Tal vez sí que vivieran hadas en el jardín, una frase de una canción que recordaba que mi abuela cantaba cuando tendía la ropa.
– ¿Sookie? -la voz de Bill tenía un deje de persistencia.
– ¿Qué?
– Estabas en las nubes.
– Sí, me preguntaba por el futuro -respondí vagamente-. Y por el vuelo. Tendrás que ponerme al tanto de todo y decirme cuándo he de ir al aeropuerto. ¿Cómo debería vestirme?
Bill comenzó a reflexionar sobre ello mientras detenía el coche enfrente de mi casa, y concluí que se lo había tomado en serio. Era una de sus virtudes.
– No obstante, antes de que hagas las maletas -dijo, con ojos oscuros teñidos de un aire solemne bajo el arco de sus cejas-, hay algo que tenemos que discutir.
– ¿Qué? -Estaba de pie en medio del dormitorio, mirando a la puerta cerrada del armario, cuando me llegaron sus palabras.
– Técnicas de relajación.
Me di la vuelta para encararlo, con las manos sobre las caderas.
– ¿De qué demonios estás hablando?
– De esto.
Me agarró a la manera clásica, estilo Rhet Butler, aunque yo vestía pantalones holgados en lugar del salto de cama largo y rojo propio de una auténtica Scarlett O'Hara. Y no tuvo que subir ninguna escalera: la cama estaba mucho más cerca. La mayoría de las noches Bill solía tomarse las cosas muy despacio, tan despacio que yo pensaba que empezaría a gritar antes de ir al grano, por decirlo así.

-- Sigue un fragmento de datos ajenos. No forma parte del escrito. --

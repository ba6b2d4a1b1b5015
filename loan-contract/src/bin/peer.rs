//! Loan Peer Binary
//!
//! Runs one loan application invocation against a local RocksDB ledger, or
//! issues a signed caller certificate for local use.

use anyhow::{bail, Context, Result};
use ledger_shim::{
    events::{BroadcastSink, FanoutSink},
    metrics::Metrics,
    spawn_peer, Certificate, EventSink, KeyPair, PeerBindings, Proposal, Storage,
    TrustedIssuers,
};
use loan_contract::{Config, LoanContract};
use std::collections::BTreeMap;
use std::sync::Arc;
use tracing::info;
use tracing_subscriber::{fmt, prelude::*, EnvFilter};

const USAGE: &str = "usage:
  loan-peer <certificate.json> <function> [args...]
  loan-peer issue-cert <issuer-seed-hex> <username> <role>";

#[tokio::main]
async fn main() -> Result<()> {
    // Logs go to stderr; stdout carries the response
    let json = std::env::var("LOAN_LOG_FORMAT").map_or(false, |f| f == "json");
    tracing_subscriber::registry()
        .with(json.then(|| fmt::layer().json().with_writer(std::io::stderr)))
        .with((!json).then(|| fmt::layer().with_writer(std::io::stderr)))
        .with(EnvFilter::from_default_env())
        .init();

    let args: Vec<String> = std::env::args().skip(1).collect();
    match args.first().map(String::as_str) {
        Some("issue-cert") => issue_cert(&args[1..]),
        Some(_) if args.len() >= 2 => invoke(&args[0], &args[1], args[2..].to_vec()).await,
        _ => bail!(USAGE),
    }
}

fn issue_cert(args: &[String]) -> Result<()> {
    let [seed, username, role] = args else {
        bail!(USAGE);
    };

    let issuer = KeyPair::from_seed_hex(seed).context("Invalid issuer seed")?;

    let mut attributes = BTreeMap::new();
    attributes.insert("username".to_string(), username.clone());
    attributes.insert("role".to_string(), role.clone());
    let certificate = issuer.issue(username.clone(), attributes);

    info!(issuer = %certificate.issuer, subject = %certificate.subject, "Certificate issued");
    println!("{}", serde_json::to_string_pretty(&certificate)?);
    Ok(())
}

async fn invoke(certificate_path: &str, function: &str, args: Vec<String>) -> Result<()> {
    let config = if let Ok(config_path) = std::env::var("LOAN_PEER_CONFIG") {
        info!("Loading config from: {}", config_path);
        Config::from_file(&config_path)?
    } else {
        info!("Loading config from environment variables");
        Config::from_env()?
    };

    let certificate_bytes = std::fs::read(certificate_path)
        .with_context(|| format!("Failed to read certificate {}", certificate_path))?;
    let certificate = Certificate::from_json(&certificate_bytes)?;

    info!("Opening ledger at: {:?}", config.ledger.data_dir);
    let storage = Arc::new(Storage::open(&config.ledger)?);

    let broadcast = BroadcastSink::new(config.ledger.events.broadcast_capacity);
    let mut events = FanoutSink::new().with(Arc::new(broadcast));
    if config.ledger.events.persist {
        events = events.with(storage.clone() as Arc<dyn EventSink>);
    }

    let trusted = TrustedIssuers::from_hex(&config.ledger.identity.trusted_issuers)?;
    if trusted.is_empty() {
        tracing::warn!("No trusted issuers configured; every gated operation will be denied");
    }

    let contract = Arc::new(LoanContract::new(config.contract.clone())?);
    let bindings = PeerBindings {
        state: storage.clone(),
        events: Arc::new(events),
        trusted,
        metrics: Metrics::new()?,
    };
    let peer = spawn_peer(contract, bindings, config.ledger.peer.mailbox_capacity);

    let response = peer
        .invoke(Proposal::new(function, args, certificate))
        .await?;
    peer.shutdown().await?;

    let rendered = serde_json::json!({
        "status": response.status.code(),
        "code": response.code,
        "message": response.message,
        "payload": String::from_utf8_lossy(&response.payload),
    });
    println!("{}", serde_json::to_string_pretty(&rendered)?);

    if !response.is_ok() {
        bail!("{} failed: {}", function, response.code);
    }
    Ok(())
}
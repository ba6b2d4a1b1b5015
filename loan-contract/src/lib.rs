//! Loan Contract
//!
//! Chaincode that stores home-loan applications on a key-value ledger and
//! lets bank staff look them up and move them through review.
//!
//! # Operations
//!
//! - **GetLoanApplication** `<id>`: stored bytes, unchanged
//! - **CreateLoanApplication** `<id> <json>`: gated on the loan admin role
//! - **UpdateLoanApplication** `<id> <status>`: rewrites only the status field
//!
//! Each successful write emits a JSON notification on the `evtSender`
//! channel. Failures come back as a [`ledger_shim::Response`] carrying a
//! status, a stable error code and a message.

#![forbid(unsafe_code)]
#![warn(
    missing_docs,
    rust_2018_idioms,
    missing_debug_implementations,
    clippy::all
)]

pub mod access;
pub mod codec;
pub mod config;
pub mod contract;
pub mod dispatcher;
pub mod error;
pub mod events;
pub mod types;

// Re-exports
pub use access::{AccessPolicy, Gate, ADMIN_ROLE};
pub use config::{Config, ContractConfig};
pub use contract::LoanContract;
pub use dispatcher::Operation;
pub use error::{Error, Result};
pub use events::{ContractEvent, EventKind, EventPolicy, EVENT_CHANNEL};
pub use types::{FinancialInfo, LoanApplication, PersonalInfo};
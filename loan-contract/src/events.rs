//! Change notifications
//!
//! Events are advisory. The ledger write that precedes an event is never
//! rolled back; [`EventPolicy`] only decides whether a failed emission is
//! reported to the caller.

use crate::{codec, Error, Result};
use ledger_shim::Stub;
use serde::{Deserialize, Serialize};

/// Channel every loan application event is emitted on
pub const EVENT_CHANNEL: &str = "evtSender";

/// What happened to the record
#[derive(Debug, Clone, Copy, PartialEq, Eq, Serialize, Deserialize)]
pub enum EventKind {
    /// Record created (or overwritten)
    #[serde(rename = "loanApplicationCreation")]
    Created,
    /// Record status updated
    #[serde(rename = "loanApplicationUpdate")]
    Updated,
}

/// Notification payload
#[derive(Debug, Clone, PartialEq, Eq, Serialize, Deserialize)]
#[serde(rename_all = "camelCase")]
pub struct ContractEvent {
    /// Event type tag
    #[serde(rename = "eventType")]
    pub kind: EventKind,

    /// Affected loan application
    pub record_id: String,

    /// Human-readable summary
    pub description: String,
}

impl ContractEvent {
    /// Creation event for `record_id`
    pub fn created(record_id: &str) -> Self {
        Self {
            kind: EventKind::Created,
            record_id: record_id.to_string(),
            description: format!("{} Successfully created", record_id),
        }
    }

    /// Status update event for `record_id`
    pub fn updated(record_id: &str) -> Self {
        Self {
            kind: EventKind::Updated,
            record_id: record_id.to_string(),
            description: format!("{} Successfully updated status", record_id),
        }
    }
}

/// How a failed emission affects the operation
#[derive(Debug, Clone, Copy, PartialEq, Eq, Default, Serialize, Deserialize)]
#[serde(rename_all = "snake_case")]
pub enum EventPolicy {
    /// Emission failure fails the operation (state is still written)
    #[default]
    Required,
    /// Emission failure is logged and the operation succeeds
    BestEffort,
}

/// Encode and emit `event` on [`EVENT_CHANNEL`]
pub fn emit(stub: &Stub<'_>, event: &ContractEvent, policy: EventPolicy) -> Result<()> {
    let payload = codec::encode(event)?;

    match stub.set_event(EVENT_CHANNEL, payload) {
        Ok(()) => {
            tracing::debug!(
                parent: stub.span(),
                record_id = %event.record_id,
                kind = ?event.kind,
                "Event emitted"
            );
            Ok(())
        }
        Err(source) => match policy {
            EventPolicy::Required => Err(Error::EventEmission {
                record_id: event.record_id.clone(),
                source,
            }),
            EventPolicy::BestEffort => {
                tracing::warn!(
                    parent: stub.span(),
                    record_id = %event.record_id,
                    error = %source,
                    "Event dropped"
                );
                Ok(())
            }
        },
    }
}
use brickwork::{FieldDescriptor, FieldNames, FieldType, ParamValue, ParameterEntry, ParameterSet, Table};

fn main() -> Result<(), Box<dyn std::error::Error>> {
    tracing_subscriber::fmt::init();

    // Two 8-bit counters packed into one word, a name and a scale per record.
    let mut table = Table::new(
        vec![
            FieldDescriptor::new(0x1001, 0x0000_00FF, 0, 0, FieldType::Int),
            FieldDescriptor::new(0x1002, 0x0000_FF00, 0, 8, FieldType::Int),
            FieldDescriptor::new(0x1003, 0, 4, 0, FieldType::Str),
            FieldDescriptor::new(0x1004, 0, 36, 0, FieldType::Flt),
        ],
        40,
    );
    table.push_row(vec![3u32.into(), 7u32.into(), "kinopio".into(), 1.5f32.into()])?;
    table.push_row(vec![9u32.into(), 1u32.into(), "pinna".into(), 0.25f32.into()])?;

    let names: FieldNames = [(0x1001, "lives"), (0x1002, "coins"), (0x1003, "actor"), (0x1004, "scale")]
        .into_iter()
        .collect();
    table.apply_name_mapping(&names);

    let encoded = table.encode()?;
    let decoded = Table::decode(encoded.clone())?;
    tracing::info!("table: {} bytes, {} rows, coins[1] = {:?}", encoded.len(), decoded.len(), decoded.value(1, 0x1002));

    let params: ParameterSet = [
        ParameterEntry::new(1, "hp", ParamValue::Short(100))?,
        ParameterEntry::new(2, "speed", ParamValue::number_from_f32(2.5))?,
    ]
    .into_iter()
    .collect();
    let encoded = params.encode()?;
    let decoded = ParameterSet::decode(&encoded)?;
    tracing::info!("params: {} bytes, speed = {:?}", encoded.len(), decoded.get_entry("speed")?.value.as_f32());

    Ok(())
}
use thiserror::Error;

/// Every failure the codecs can report. All of them abort the operation in
/// progress; there is no partial load.
#[derive(Debug, Error)]
pub enum BrickError {
    #[error("truncated buffer: {needed} bytes needed at offset {offset}, {available} available")]
    TruncatedBuffer {
        offset: usize,
        needed: usize,
        available: usize,
    },

    #[error("header block size {declared} does not fit {field_count} fields in a {buffer_len} byte buffer")]
    HeaderSizeMismatch {
        declared: u32,
        field_count: i32,
        buffer_len: usize,
    },

    #[error("{row_count} records of {record_stride} bytes after a {header_block_size} byte header overflow a {buffer_len} byte buffer")]
    EntrySizeOverflow {
        row_count: i32,
        record_stride: u32,
        header_block_size: u32,
        buffer_len: usize,
    },

    #[error("field descriptor {index} has unknown type tag {tag}")]
    UnknownFieldType { index: usize, tag: u8 },

    #[error("parameter at offset {offset} has unknown type size {tag}")]
    UnknownParameterType { offset: usize, tag: u32 },

    #[error("value of {len} bytes does not fit a {width} byte field")]
    ValueTooLong { len: usize, width: usize },

    #[error("count {count} exceeds the format limit of {max}")]
    CountOverflow { count: usize, max: usize },

    #[error("text at offset {offset} is not valid Shift-JIS")]
    MalformedText { offset: usize },

    #[error("text {0:?} has no Shift-JIS encoding")]
    UnencodableText(String),

    #[error("field {hash:#010x} holds {expected} values, got {found}")]
    ValueTypeMismatch {
        hash: u32,
        expected: &'static str,
        found: &'static str,
    },

    #[error("row {row} has {found} values for {expected} fields")]
    RowShapeMismatch {
        row: usize,
        expected: usize,
        found: usize,
    },

    #[error("row {index} out of range ({len} rows)")]
    RowOutOfRange { index: usize, len: usize },

    #[error("no field with hash {0:#010x}")]
    FieldNotFound(u32),

    #[error("no parameter entry named {0:?}")]
    EntryNotFound(String),

    #[error("decoder already failed with {0:?}")]
    Aborted(ErrorKind),

    #[error("configuration error: {0}")]
    Config(String),

    #[error(transparent)]
    Io(#[from] std::io::Error),
}

/// Field-less discriminant of [`BrickError`], cheap to copy into decoder
/// state and to compare in tests.
#[derive(Debug, Clone, Copy, PartialEq, Eq, Hash)]
pub enum ErrorKind {
    TruncatedBuffer,
    HeaderSizeMismatch,
    EntrySizeOverflow,
    UnknownFieldType,
    UnknownParameterType,
    ValueTooLong,
    CountOverflow,
    MalformedText,
    UnencodableText,
    ValueTypeMismatch,
    RowShapeMismatch,
    RowOutOfRange,
    FieldNotFound,
    EntryNotFound,
    Aborted,
    Config,
    Io,
}

impl BrickError {
    pub fn kind(&self) -> ErrorKind {
        match self {
            BrickError::TruncatedBuffer { .. } => ErrorKind::TruncatedBuffer,
            BrickError::HeaderSizeMismatch { .. } => ErrorKind::HeaderSizeMismatch,
            BrickError::EntrySizeOverflow { .. } => ErrorKind::EntrySizeOverflow,
            BrickError::UnknownFieldType { .. } => ErrorKind::UnknownFieldType,
            BrickError::UnknownParameterType { .. } => ErrorKind::UnknownParameterType,
            BrickError::ValueTooLong { .. } => ErrorKind::ValueTooLong,
            BrickError::CountOverflow { .. } => ErrorKind::CountOverflow,
            BrickError::MalformedText { .. } => ErrorKind::MalformedText,
            BrickError::UnencodableText(_) => ErrorKind::UnencodableText,
            BrickError::ValueTypeMismatch { .. } => ErrorKind::ValueTypeMismatch,
            BrickError::RowShapeMismatch { .. } => ErrorKind::RowShapeMismatch,
            BrickError::RowOutOfRange { .. } => ErrorKind::RowOutOfRange,
            BrickError::FieldNotFound(_) => ErrorKind::FieldNotFound,
            BrickError::EntryNotFound(_) => ErrorKind::EntryNotFound,
            BrickError::Aborted(_) => ErrorKind::Aborted,
            BrickError::Config(_) => ErrorKind::Config,
            BrickError::Io(_) => ErrorKind::Io,
        }
    }
}

impl From<toml::de::Error> for BrickError {
    fn from(e: toml::de::Error) -> Self {
        BrickError::Config(e.to_string())
    }
}

pub type Result<T> = std::result::Result<T, BrickError>;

Pero esta noche, enardecido como consecuencia del viaje, por la excursión inminente, la velocidad de Bill se había incrementado. Alcanzamos el final del túnel a la vez, y mientras yacíamos juntos durante los suaves temblores que siguen al amor me pregunté qué pensarían los vampiros de Dallas de nuestra relación.
Solo había estado una vez en Dallas, en un viaje a Six Flags, y no había sido precisamente agradable. Entonces era tan torpe protegiendo mi mente de los pensamientos que brotaban del resto de la gente que no estaba preparada para el inesperado romance de mi mejor amiga, Marianne, y un compañero de clase, de nombre Dennos Engelbright. A esto se sumaba que nunca antes había estado fuera de casa.
Sería diferente, me dije. Iba allí a petición de los vampiros de Dallas, ¿no era glamoroso? Necesitaban mi habilidad especial. Debería esforzarme para no denominar a mi don «discapacidad». Había aprendido a controlar mi telepatía, o al menos tenía más precisión y habilidad. Tenía a mi hombre conmigo. Nadie me abandonaría.
Aun así, tengo que admitir que antes de irme a dormir derramé unas lágrimas por la miseria que había padecido a lo largo de mi vida.